(Collected data entries)
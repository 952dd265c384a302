//! Hover and vertical-climb torque from combined momentum/blade-element theory.

use std::f64::consts::PI;

use rotor_config::RotorConfig;
use rotor_core::constants::FT_LB_S_PER_HP;
use serde::Serialize;

use crate::{
    AeroError, compressible_profile_drag, hover_induced_velocity, lift_curve_slope,
    thrust_coefficient, tip_loss_factor,
};

/// Second and third terms of the three-term section drag polar.
#[derive(Debug, Clone, Copy, PartialEq, Serialize)]
pub struct DragPolar {
    pub delta_1: f64,
    pub delta_2: f64,
}

impl Default for DragPolar {
    fn default() -> Self {
        Self {
            delta_1: -0.0216,
            delta_2: 0.4,
        }
    }
}

/// Main-rotor torque build-up in hover or axial climb.
#[derive(Debug, Clone, Copy, PartialEq, Serialize)]
pub struct HoverTorque {
    pub thrust_coefficient: f64,
    pub tip_loss_factor: f64,
    pub lift_curve_slope: f64,
    pub profile_drag_coefficient: f64,
    /// Induced plus climb inflow over tip speed.
    pub inflow_ratio: f64,
    pub cq_induced: f64,
    pub cq_climb: f64,
    pub cq_profile_0: f64,
    pub cq_profile_1: f64,
    pub cq_profile_2: f64,
    pub cq_total: f64,
    pub power_ft_lb_s: f64,
    /// Shaft horsepower with the induced-power factor applied.
    pub hp: f64,
    pub torque_ft_lb: f64,
}

/// Solve main-rotor torque for a thrust and climb rate.
///
/// Power is referenced to the tip-loss-reduced disk `π(BR)²`; `k_i` scales the rotor
/// power as a whole.
pub fn hover_torque(
    rotor: &RotorConfig,
    thrust_lb: f64,
    density: f64,
    speed_of_sound: f64,
    climb_rate_ft_s: f64,
    polar: DragPolar,
    k_i: f64,
) -> Result<HoverTorque, AeroError> {
    if !(density > 0.0) {
        return Err(AeroError::InvalidInput("density must be positive"));
    }
    if !thrust_lb.is_finite() || thrust_lb < 0.0 {
        return Err(AeroError::InvalidInput("thrust must be finite and non-negative"));
    }
    if !climb_rate_ft_s.is_finite() {
        return Err(AeroError::InvalidInput("climb rate must be finite"));
    }

    let vtip = rotor.tip_speed_ft_s();
    let radius = rotor.radius_ft();
    let sigma = rotor.solidity();

    let ct = thrust_coefficient(thrust_lb, density, rotor.disk_area_ft2(), vtip);
    let b = tip_loss_factor(ct, rotor.blade_count)?;
    let a = lift_curve_slope(rotor.aspect_ratio());
    let delta_0 = compressible_profile_drag(rotor.cd0, vtip, speed_of_sound);

    let climb_ratio = climb_rate_ft_s / vtip;
    let loading = ct / b.powi(2);
    let cq_induced = 0.5 * ct * (climb_ratio.powi(2) + 2.0 * loading).sqrt();
    let cq_climb = climb_ratio * ct / 2.0;
    let cq_profile_0 = sigma * delta_0 / 8.0;
    let cq_profile_1 = (2.0 * polar.delta_1 / (3.0 * a)) * loading;
    let cq_profile_2 = (4.0 * polar.delta_2 / (sigma * a.powi(2))) * loading.powi(2);
    let cq_total = cq_induced + cq_climb + cq_profile_0 + cq_profile_1 + cq_profile_2;

    let effective_area = PI * (b * radius).powi(2);
    let power_ft_lb_s = cq_total * density * effective_area * vtip.powi(3);
    let hp = power_ft_lb_s * k_i / FT_LB_S_PER_HP;
    let torque_ft_lb = hp * FT_LB_S_PER_HP * radius / vtip;

    let inflow_ratio = if ct > 0.0 {
        (cq_induced + cq_climb) / ct
    } else {
        climb_ratio.max(0.0)
    };

    Ok(HoverTorque {
        thrust_coefficient: ct,
        tip_loss_factor: b,
        lift_curve_slope: a,
        profile_drag_coefficient: delta_0,
        inflow_ratio,
        cq_induced,
        cq_climb,
        cq_profile_0,
        cq_profile_1,
        cq_profile_2,
        cq_total,
        power_ft_lb_s,
        hp,
        torque_ft_lb,
    })
}

/// Tail-rotor thrust and power in hover.
#[derive(Debug, Clone, Copy, PartialEq, Serialize)]
pub struct TailRotorPower {
    pub thrust_lb: f64,
    pub induced_velocity_ft_s: f64,
    pub induced_hp: f64,
    pub profile_hp: f64,
    pub total_hp: f64,
}

/// Tail-rotor power to react `thrust_lb` of anti-torque in hover.
pub fn tail_rotor_hover(
    rotor: &RotorConfig,
    thrust_lb: f64,
    density: f64,
    k_i: f64,
) -> Result<TailRotorPower, AeroError> {
    if !thrust_lb.is_finite() || thrust_lb < 0.0 {
        return Err(AeroError::InvalidInput("tail-rotor thrust must be finite and non-negative"));
    }
    let vtip = rotor.tip_speed_ft_s();
    let area = rotor.disk_area_ft2();
    let ct = thrust_coefficient(thrust_lb, density, area, vtip);
    let b = tip_loss_factor(ct, rotor.blade_count)?;
    let vi = hover_induced_velocity(thrust_lb, density, rotor.radius_ft(), b);

    let induced_hp = k_i * thrust_lb * vi / FT_LB_S_PER_HP;
    let profile_hp = profile_power_hp(rotor, rotor.cd0, 0.0, density);
    Ok(TailRotorPower {
        thrust_lb,
        induced_velocity_ft_s: vi,
        induced_hp,
        profile_hp,
        total_hp: induced_hp + profile_hp,
    })
}

/// Blade profile power `σ·cd·(1 + 4.65μ²)·ρ·A·Vtip³ / 4400` (hp).
pub(crate) fn profile_power_hp(rotor: &RotorConfig, cd: f64, mu: f64, density: f64) -> f64 {
    rotor.solidity()
        * cd
        * (1.0 + 4.65 * mu.powi(2))
        * density
        * rotor.disk_area_ft2()
        * rotor.tip_speed_ft_s().powi(3)
        / 4400.0
}

#[cfg(test)]
mod tests {
    use super::*;
    use approx::assert_relative_eq;

    const RHO: f64 = 0.002_376_892;
    const SOUND: f64 = 1116.424;

    fn main_rotor() -> RotorConfig {
        RotorConfig {
            diameter_ft: 35.0,
            blade_count: 4,
            chord_in: 10.4,
            omega_rad_s: 43.2,
            cd0: 0.008,
        }
    }

    fn tail_rotor() -> RotorConfig {
        RotorConfig {
            diameter_ft: 5.42,
            blade_count: 4,
            chord_in: 7.0,
            omega_rad_s: 239.85,
            cd0: 0.015,
        }
    }

    #[test]
    fn reference_hover_torque_breakdown() {
        let torque =
            hover_torque(&main_rotor(), 5150.0, RHO, SOUND, 0.0, DragPolar::default(), 1.1)
                .unwrap();
        assert_relative_eq!(torque.cq_induced, 1.788_645e-4, max_relative = 1e-5);
        assert_relative_eq!(torque.cq_profile_0, 7.501_68e-5, max_relative = 1e-4);
        assert_relative_eq!(torque.cq_profile_1, -1.038_06e-5, max_relative = 1e-4);
        assert_relative_eq!(torque.cq_profile_2, 1.318_60e-5, max_relative = 1e-4);
        assert_eq!(torque.cq_climb, 0.0);
        assert_relative_eq!(torque.hp, 484.999, max_relative = 1e-4);
        assert_relative_eq!(torque.torque_ft_lb, 6174.75, max_relative = 1e-4);
        assert_relative_eq!(torque.inflow_ratio, 0.045_394, max_relative = 1e-4);
    }

    #[test]
    fn climb_adds_torque() {
        let rotor = main_rotor();
        let polar = DragPolar::default();
        let hover = hover_torque(&rotor, 5150.0, RHO, SOUND, 0.0, polar, 1.1).unwrap();
        let climb = hover_torque(&rotor, 5150.0, RHO, SOUND, 500.0 / 60.0, polar, 1.1).unwrap();
        assert!(climb.cq_climb > 0.0);
        assert!(climb.hp > hover.hp);
    }

    #[test]
    fn tail_rotor_reacts_main_rotor_torque() {
        let power = tail_rotor_hover(&tail_rotor(), 6174.75 / 21.21, RHO, 1.1).unwrap();
        assert_relative_eq!(power.induced_velocity_ft_s, 53.646, max_relative = 1e-4);
        assert_relative_eq!(power.induced_hp, 31.2353, max_relative = 1e-4);
        assert_relative_eq!(power.profile_hp, 14.0709, max_relative = 1e-4);
    }

    #[test]
    fn rejects_non_physical_inputs() {
        let rotor = main_rotor();
        let polar = DragPolar::default();
        assert!(hover_torque(&rotor, 5150.0, 0.0, SOUND, 0.0, polar, 1.1).is_err());
        assert!(hover_torque(&rotor, f64::NAN, RHO, SOUND, 0.0, polar, 1.1).is_err());
        assert!(tail_rotor_hover(&tail_rotor(), -1.0, RHO, 1.1).is_err());
    }
}
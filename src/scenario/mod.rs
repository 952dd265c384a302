//! A scenario pairs a vehicle from a catalog with a mission profile file.

use std::path::Path;

use rotor_atmosphere::StandardAtmosphere;
use rotor_config::ConfigError;
use rotor_performance::{
    Helicopter, Maneuver, MissionError, MissionOptions, MissionReport, PerformanceError,
    fly_mission, maneuvers_from_records,
};
use thiserror::Error;

#[derive(Debug, Error)]
pub enum ScenarioError {
    #[error(transparent)]
    Config(#[from] ConfigError),
    #[error(transparent)]
    Performance(#[from] PerformanceError),
    #[error(transparent)]
    Mission(#[from] MissionError),
}

/// A ready-to-fly vehicle and its mission.
#[derive(Debug, Clone)]
pub struct Scenario {
    pub helicopter: Helicopter,
    pub maneuvers: Vec<Maneuver>,
}

impl Scenario {
    /// Load the vehicle (by name, or the first in the catalog) and the mission records.
    pub fn load<V: AsRef<Path>, M: AsRef<Path>>(
        vehicles: V,
        vehicle_name: Option<&str>,
        mission: M,
    ) -> Result<Self, ScenarioError> {
        let config = rotor_config::load_vehicle_config(vehicles, vehicle_name)?;
        let helicopter = Helicopter::new(config)?;
        let records = rotor_config::load_mission(mission)?;
        let maneuvers = maneuvers_from_records(&records)?;
        Ok(Self {
            helicopter,
            maneuvers,
        })
    }

    /// Fly the mission through the standard atmosphere, consuming fuel from the vehicle.
    pub fn fly(&mut self, options: &MissionOptions) -> Result<MissionReport, ScenarioError> {
        Ok(fly_mission(
            &mut self.helicopter,
            &self.maneuvers,
            &StandardAtmosphere,
            options,
        )?)
    }
}
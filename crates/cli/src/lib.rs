//! Shared plumbing for the command-line binaries.

use std::path::PathBuf;

use clap::Args;
use rotor_performance_calculator::atmosphere::{
    AtmosphereProvider, AtmosphericPoint, StandardAtmosphere,
};
use rotor_performance_calculator::config::{self, VehicleConfig};
use rotor_performance_calculator::performance::Helicopter;
use tracing_subscriber::EnvFilter;

/// Vehicle selection flags common to every binary.
#[derive(Debug, Args)]
pub struct VehicleArgs {
    /// Vehicle catalog: YAML/TOML file or directory of TOML files
    #[arg(long, default_value = "configs/vehicles")]
    pub config: PathBuf,

    /// Vehicle name within the catalog (defaults to the first entry)
    #[arg(long)]
    pub vehicle: Option<String>,

    /// Increase log verbosity (-v info, -vv debug)
    #[arg(short, long, action = clap::ArgAction::Count)]
    pub verbose: u8,
}

impl VehicleArgs {
    pub fn load_config(&self) -> anyhow::Result<VehicleConfig> {
        Ok(config::load_vehicle_config(&self.config, self.vehicle.as_deref())?)
    }

    pub fn load_helicopter(&self) -> anyhow::Result<Helicopter> {
        Ok(Helicopter::new(self.load_config()?)?)
    }
}

/// Install a stderr `tracing` subscriber. `RUST_LOG` wins over the verbosity flag.
pub fn init_logging(verbose: u8) {
    let default_level = match verbose {
        0 => "warn",
        1 => "info",
        _ => "debug",
    };
    let filter =
        EnvFilter::try_from_default_env().unwrap_or_else(|_| EnvFilter::new(default_level));
    let _ = tracing_subscriber::fmt()
        .with_env_filter(filter)
        .with_writer(std::io::stderr)
        .with_target(false)
        .try_init();
}

/// Standard-atmosphere conditions at a pressure altitude.
pub fn ambient(altitude_ft: f64) -> anyhow::Result<AtmosphericPoint> {
    Ok(StandardAtmosphere.at(altitude_ft)?)
}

_Activity_
For the string "powi", filter the data and copy out each line where it occurs.

_Reply to the exercise_
    let loading = ct / b.powi(2);
    let cq_induced = 0.5 * ct * (climb_ratio.powi(2) + 2.0 * loading).sqrt();
    let cq_profile_2 = (4.0 * polar.delta_2 / (sigma * a.powi(2))) * loading.powi(2);
    let effective_area = PI * (b * radius).powi(2);
    let power_ft_lb_s = cq_total * density * effective_area * vtip.powi(3);
        * (1.0 + 4.65 * mu.powi(2))
        * rotor.tip_speed_ft_s().powi(3)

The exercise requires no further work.